▶ _What you will do_: What you return must be an exact copy of the lines in the listing below between the line holding "matches!(self.output_mode, OutputMode::Memory |" and the line holding "pub fn debug_state_hash_enabled(&self)", inclusive, and nothing more.

▶ _Records for processing_:
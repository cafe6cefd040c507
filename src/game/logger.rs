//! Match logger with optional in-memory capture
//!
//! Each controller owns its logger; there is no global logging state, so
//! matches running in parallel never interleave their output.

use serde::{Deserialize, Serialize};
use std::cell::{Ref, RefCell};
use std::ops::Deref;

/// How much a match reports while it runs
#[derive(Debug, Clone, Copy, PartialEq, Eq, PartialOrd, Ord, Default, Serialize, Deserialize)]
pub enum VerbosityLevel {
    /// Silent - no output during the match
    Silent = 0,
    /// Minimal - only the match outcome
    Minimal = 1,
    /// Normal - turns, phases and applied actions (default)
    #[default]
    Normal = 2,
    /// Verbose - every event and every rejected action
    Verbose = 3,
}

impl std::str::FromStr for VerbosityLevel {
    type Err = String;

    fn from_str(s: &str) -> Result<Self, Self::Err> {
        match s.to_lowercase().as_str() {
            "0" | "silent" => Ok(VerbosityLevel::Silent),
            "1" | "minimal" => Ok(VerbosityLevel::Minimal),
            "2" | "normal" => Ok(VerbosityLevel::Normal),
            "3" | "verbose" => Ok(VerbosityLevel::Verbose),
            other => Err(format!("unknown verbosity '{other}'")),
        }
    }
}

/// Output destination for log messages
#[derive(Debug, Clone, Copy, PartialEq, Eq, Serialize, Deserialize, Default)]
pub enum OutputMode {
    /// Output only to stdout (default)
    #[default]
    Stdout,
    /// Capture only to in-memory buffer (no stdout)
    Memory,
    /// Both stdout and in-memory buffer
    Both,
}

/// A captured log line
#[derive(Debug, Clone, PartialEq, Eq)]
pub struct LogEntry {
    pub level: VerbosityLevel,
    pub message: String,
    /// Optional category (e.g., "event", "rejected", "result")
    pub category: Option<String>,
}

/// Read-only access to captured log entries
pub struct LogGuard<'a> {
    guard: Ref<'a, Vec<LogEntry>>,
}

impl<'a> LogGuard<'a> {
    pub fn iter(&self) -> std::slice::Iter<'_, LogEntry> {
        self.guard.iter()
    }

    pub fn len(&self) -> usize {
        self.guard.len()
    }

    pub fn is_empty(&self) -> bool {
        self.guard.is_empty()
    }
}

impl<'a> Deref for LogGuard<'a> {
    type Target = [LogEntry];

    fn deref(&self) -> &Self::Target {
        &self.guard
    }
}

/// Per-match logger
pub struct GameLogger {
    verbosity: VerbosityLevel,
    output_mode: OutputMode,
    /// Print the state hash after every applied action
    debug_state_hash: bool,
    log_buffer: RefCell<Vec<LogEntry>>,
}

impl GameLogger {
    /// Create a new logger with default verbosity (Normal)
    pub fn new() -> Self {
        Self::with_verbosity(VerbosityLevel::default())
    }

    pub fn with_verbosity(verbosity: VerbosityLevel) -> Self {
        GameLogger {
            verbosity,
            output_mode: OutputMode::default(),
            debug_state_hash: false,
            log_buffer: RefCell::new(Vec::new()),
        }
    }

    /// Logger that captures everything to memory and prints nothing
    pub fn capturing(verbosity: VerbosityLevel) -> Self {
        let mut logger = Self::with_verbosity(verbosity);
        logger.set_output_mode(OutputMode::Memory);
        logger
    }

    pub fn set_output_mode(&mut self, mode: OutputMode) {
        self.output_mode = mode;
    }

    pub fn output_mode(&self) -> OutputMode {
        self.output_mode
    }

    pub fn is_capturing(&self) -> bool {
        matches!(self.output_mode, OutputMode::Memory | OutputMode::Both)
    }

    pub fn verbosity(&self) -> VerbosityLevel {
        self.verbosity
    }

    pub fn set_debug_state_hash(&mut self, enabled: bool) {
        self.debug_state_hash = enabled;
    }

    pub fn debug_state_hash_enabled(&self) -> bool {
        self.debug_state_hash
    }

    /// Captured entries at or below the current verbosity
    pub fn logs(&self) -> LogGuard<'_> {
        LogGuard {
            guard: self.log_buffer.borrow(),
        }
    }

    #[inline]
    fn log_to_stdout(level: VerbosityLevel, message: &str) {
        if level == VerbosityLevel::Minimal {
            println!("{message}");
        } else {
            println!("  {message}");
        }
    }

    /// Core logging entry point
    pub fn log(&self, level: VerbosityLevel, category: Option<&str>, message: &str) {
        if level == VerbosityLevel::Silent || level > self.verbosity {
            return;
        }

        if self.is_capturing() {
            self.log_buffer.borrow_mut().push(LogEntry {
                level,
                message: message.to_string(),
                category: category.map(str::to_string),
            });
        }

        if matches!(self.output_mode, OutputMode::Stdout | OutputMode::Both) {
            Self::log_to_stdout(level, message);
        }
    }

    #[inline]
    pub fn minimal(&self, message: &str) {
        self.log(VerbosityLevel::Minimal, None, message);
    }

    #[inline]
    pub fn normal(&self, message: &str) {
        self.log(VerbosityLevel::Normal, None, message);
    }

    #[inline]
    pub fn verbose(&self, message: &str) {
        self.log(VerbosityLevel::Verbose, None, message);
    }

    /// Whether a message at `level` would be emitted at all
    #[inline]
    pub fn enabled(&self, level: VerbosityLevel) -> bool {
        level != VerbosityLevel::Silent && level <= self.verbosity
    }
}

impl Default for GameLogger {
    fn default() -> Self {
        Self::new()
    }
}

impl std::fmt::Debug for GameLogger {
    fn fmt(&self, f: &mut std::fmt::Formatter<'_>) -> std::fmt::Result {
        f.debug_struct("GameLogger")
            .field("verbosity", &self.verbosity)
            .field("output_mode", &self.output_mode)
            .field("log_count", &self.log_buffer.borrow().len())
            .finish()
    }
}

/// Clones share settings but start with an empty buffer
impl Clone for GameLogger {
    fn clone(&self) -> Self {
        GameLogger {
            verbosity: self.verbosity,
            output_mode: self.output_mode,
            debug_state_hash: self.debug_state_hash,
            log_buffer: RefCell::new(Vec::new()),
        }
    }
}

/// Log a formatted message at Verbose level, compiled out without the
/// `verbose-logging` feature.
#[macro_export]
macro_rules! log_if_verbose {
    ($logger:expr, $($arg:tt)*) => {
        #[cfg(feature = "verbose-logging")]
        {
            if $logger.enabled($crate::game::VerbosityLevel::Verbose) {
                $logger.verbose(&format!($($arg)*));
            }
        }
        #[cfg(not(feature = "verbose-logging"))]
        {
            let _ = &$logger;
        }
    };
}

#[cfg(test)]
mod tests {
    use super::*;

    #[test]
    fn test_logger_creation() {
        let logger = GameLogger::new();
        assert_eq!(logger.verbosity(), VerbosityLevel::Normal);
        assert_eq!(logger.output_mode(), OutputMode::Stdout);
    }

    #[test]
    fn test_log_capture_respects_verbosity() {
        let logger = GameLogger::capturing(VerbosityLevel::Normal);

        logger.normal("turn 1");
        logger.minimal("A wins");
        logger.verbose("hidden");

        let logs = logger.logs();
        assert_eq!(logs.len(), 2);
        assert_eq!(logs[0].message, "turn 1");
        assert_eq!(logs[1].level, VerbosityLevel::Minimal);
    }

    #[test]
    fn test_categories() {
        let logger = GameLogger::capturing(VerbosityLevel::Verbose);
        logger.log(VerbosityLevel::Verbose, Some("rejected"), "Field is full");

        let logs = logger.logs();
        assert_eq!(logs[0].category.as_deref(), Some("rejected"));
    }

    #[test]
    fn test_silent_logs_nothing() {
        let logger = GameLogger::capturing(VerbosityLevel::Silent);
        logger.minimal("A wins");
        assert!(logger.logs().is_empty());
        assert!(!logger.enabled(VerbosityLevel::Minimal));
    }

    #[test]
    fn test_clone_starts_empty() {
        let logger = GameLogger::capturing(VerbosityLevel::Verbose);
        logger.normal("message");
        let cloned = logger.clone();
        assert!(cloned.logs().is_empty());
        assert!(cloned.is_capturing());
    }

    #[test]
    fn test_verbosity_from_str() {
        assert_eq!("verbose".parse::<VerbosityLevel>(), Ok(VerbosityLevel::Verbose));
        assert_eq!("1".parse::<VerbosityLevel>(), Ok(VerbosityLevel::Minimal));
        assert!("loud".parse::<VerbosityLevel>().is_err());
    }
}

▶ _Result of the exercise_:
        matches!(self.output_mode, OutputMode::Memory | OutputMode::Both)
    }

    pub fn verbosity(&self) -> VerbosityLevel {
        self.verbosity
    }

    pub fn set_debug_state_hash(&mut self, enabled: bool) {
        self.debug_state_hash = enabled;
    }

    pub fn debug_state_hash_enabled(&self) -> bool {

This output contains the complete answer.